*WORK TO COMPLETE*:
Line by line, reproduce exactly the beginning of the listing below, ending with the line that contains "use serde::Deserialize;" and adding nothing.
[SUPPLIED INFORMATION — start]
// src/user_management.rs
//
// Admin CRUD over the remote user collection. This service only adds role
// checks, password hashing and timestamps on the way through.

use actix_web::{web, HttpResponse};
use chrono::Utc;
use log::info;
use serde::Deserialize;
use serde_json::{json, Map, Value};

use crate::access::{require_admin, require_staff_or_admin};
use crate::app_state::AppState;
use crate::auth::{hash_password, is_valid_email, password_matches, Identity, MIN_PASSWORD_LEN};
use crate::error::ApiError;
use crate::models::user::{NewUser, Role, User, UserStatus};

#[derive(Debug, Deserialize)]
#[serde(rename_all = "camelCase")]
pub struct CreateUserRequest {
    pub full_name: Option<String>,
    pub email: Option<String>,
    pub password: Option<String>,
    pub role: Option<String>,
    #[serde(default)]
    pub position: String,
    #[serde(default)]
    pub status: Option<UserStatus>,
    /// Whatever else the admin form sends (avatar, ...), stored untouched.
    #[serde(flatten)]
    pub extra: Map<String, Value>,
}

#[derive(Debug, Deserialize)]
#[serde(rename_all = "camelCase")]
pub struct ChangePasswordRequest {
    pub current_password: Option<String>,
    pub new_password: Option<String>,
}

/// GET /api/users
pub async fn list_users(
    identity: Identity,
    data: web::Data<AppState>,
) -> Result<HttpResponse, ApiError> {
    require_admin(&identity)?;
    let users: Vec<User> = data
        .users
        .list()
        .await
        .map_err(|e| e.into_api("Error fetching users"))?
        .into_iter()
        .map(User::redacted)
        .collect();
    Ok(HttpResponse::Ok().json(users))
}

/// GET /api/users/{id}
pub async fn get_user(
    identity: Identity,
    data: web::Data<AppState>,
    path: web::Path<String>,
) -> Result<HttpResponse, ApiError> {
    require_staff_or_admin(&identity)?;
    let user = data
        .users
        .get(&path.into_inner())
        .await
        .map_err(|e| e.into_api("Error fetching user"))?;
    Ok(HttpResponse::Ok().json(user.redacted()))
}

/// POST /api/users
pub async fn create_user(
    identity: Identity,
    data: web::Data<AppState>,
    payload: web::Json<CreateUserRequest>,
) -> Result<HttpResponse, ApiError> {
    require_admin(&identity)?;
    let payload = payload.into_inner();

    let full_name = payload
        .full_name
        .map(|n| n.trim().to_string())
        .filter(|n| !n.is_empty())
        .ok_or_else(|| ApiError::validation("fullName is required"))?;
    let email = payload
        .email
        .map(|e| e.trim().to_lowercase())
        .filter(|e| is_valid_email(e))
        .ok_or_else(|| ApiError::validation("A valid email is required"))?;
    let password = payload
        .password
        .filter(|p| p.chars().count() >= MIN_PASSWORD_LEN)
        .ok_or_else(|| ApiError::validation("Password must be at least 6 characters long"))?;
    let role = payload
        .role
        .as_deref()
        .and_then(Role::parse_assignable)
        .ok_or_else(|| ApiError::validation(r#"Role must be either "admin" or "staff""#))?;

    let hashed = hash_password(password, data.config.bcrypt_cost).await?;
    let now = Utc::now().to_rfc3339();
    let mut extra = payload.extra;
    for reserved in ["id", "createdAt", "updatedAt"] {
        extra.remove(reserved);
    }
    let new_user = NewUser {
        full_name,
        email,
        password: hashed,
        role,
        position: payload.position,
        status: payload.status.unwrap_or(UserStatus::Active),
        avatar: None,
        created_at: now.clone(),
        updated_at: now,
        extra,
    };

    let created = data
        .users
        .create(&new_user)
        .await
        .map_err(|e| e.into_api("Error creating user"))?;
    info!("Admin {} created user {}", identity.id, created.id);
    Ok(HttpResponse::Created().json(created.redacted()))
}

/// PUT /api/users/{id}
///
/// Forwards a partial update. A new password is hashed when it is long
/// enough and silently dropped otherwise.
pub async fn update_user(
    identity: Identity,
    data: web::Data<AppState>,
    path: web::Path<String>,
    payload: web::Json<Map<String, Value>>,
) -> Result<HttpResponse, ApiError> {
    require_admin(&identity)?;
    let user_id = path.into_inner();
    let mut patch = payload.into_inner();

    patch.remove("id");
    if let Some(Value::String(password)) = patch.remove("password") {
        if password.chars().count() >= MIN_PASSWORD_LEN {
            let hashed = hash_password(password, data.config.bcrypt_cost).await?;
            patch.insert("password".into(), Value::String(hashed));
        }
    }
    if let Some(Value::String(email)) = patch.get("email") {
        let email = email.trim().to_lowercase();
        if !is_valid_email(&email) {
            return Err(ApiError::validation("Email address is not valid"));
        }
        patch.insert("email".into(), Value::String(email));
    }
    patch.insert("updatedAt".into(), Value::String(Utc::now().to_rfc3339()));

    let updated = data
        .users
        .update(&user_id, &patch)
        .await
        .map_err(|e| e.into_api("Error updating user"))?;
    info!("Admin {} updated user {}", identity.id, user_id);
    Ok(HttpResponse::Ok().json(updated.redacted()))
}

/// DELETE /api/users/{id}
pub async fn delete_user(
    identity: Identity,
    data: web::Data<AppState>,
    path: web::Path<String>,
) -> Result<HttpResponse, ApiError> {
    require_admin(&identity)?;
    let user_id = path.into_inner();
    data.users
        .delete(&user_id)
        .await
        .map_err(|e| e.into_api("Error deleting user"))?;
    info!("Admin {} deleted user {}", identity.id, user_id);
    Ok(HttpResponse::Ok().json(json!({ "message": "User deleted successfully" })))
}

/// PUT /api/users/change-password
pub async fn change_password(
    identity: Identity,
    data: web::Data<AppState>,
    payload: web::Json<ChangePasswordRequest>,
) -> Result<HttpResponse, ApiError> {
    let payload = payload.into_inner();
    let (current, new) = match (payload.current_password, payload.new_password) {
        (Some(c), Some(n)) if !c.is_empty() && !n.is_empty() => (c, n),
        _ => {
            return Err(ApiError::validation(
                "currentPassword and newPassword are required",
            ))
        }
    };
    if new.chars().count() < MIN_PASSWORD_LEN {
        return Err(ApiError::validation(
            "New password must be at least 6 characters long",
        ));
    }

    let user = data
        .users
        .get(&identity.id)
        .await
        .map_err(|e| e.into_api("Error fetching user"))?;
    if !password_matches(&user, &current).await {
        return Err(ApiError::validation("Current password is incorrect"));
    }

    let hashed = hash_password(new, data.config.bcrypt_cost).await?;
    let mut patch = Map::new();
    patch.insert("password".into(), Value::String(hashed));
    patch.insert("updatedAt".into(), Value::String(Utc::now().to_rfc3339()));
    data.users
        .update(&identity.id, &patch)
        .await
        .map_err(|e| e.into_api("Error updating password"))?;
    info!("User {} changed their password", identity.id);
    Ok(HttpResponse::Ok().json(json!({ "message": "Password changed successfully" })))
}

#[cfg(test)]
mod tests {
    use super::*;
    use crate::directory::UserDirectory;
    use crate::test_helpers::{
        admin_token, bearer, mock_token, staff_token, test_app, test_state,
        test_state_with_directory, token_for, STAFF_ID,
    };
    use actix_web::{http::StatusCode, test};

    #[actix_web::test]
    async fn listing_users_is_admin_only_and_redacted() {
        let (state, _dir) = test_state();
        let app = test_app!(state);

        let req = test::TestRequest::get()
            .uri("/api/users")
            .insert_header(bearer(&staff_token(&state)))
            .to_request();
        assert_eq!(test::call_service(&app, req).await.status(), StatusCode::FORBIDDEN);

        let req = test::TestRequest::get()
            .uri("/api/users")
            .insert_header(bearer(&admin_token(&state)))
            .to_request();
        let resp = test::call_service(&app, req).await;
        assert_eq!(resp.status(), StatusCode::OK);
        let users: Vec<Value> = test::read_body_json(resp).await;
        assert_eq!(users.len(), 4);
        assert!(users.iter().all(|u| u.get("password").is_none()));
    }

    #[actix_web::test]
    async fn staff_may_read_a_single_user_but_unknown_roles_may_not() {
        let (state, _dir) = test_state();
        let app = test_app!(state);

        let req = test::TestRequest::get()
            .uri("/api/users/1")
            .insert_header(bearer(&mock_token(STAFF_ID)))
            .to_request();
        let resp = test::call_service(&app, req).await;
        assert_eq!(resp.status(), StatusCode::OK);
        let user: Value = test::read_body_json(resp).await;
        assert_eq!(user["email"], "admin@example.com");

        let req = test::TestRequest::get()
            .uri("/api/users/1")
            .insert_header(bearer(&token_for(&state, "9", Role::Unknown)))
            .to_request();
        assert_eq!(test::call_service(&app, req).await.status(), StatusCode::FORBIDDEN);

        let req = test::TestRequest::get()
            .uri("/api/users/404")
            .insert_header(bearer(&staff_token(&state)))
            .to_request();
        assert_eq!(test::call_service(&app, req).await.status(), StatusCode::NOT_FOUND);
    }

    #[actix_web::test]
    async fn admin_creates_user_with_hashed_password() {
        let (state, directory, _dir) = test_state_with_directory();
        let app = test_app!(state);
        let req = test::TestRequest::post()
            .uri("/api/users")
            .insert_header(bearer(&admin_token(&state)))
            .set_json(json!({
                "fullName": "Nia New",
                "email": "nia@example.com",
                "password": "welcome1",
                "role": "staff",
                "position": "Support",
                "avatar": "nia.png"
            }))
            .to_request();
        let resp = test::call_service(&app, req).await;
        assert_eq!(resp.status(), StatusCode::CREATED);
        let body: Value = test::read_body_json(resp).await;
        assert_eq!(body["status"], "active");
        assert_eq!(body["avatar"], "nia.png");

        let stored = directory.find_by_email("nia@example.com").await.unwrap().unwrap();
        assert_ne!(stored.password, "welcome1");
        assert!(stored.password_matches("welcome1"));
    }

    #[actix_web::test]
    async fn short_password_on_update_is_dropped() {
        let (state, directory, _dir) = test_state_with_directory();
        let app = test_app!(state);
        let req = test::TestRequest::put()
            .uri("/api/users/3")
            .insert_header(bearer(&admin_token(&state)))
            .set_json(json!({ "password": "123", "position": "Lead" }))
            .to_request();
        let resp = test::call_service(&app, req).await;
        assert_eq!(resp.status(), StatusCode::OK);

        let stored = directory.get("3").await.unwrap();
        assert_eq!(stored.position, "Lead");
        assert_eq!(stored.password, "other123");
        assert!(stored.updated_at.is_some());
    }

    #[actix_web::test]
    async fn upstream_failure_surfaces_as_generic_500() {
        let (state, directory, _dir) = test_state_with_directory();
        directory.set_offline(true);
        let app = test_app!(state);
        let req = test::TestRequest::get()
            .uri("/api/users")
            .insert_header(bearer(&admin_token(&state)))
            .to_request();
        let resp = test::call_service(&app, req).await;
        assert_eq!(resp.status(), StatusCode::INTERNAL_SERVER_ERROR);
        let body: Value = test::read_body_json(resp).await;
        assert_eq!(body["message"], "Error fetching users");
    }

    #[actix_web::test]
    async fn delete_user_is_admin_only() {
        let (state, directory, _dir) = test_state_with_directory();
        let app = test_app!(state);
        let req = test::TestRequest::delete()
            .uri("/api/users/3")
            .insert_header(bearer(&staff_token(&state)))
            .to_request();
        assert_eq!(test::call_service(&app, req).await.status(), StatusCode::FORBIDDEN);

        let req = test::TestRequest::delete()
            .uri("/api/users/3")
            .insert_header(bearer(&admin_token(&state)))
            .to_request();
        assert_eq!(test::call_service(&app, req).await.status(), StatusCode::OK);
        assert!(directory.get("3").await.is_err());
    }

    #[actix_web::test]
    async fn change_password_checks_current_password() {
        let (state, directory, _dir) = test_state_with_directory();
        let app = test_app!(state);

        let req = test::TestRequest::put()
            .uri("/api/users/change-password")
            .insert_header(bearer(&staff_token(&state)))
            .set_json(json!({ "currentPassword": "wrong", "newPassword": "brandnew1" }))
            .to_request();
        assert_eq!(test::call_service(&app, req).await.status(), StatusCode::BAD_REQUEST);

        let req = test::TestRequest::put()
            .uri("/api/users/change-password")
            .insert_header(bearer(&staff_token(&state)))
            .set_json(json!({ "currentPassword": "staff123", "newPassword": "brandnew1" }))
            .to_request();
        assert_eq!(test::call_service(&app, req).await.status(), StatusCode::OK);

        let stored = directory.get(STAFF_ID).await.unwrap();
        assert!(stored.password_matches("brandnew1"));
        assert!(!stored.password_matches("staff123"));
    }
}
[SUPPLIED INFORMATION — finish]
*YOUR RESPONSE*:
// src/user_management.rs
//
// Admin CRUD over the remote user collection. This service only adds role
// checks, password hashing and timestamps on the way through.

use actix_web::{web, HttpResponse};
use chrono::Utc;
use log::info;
use serde::Deserialize;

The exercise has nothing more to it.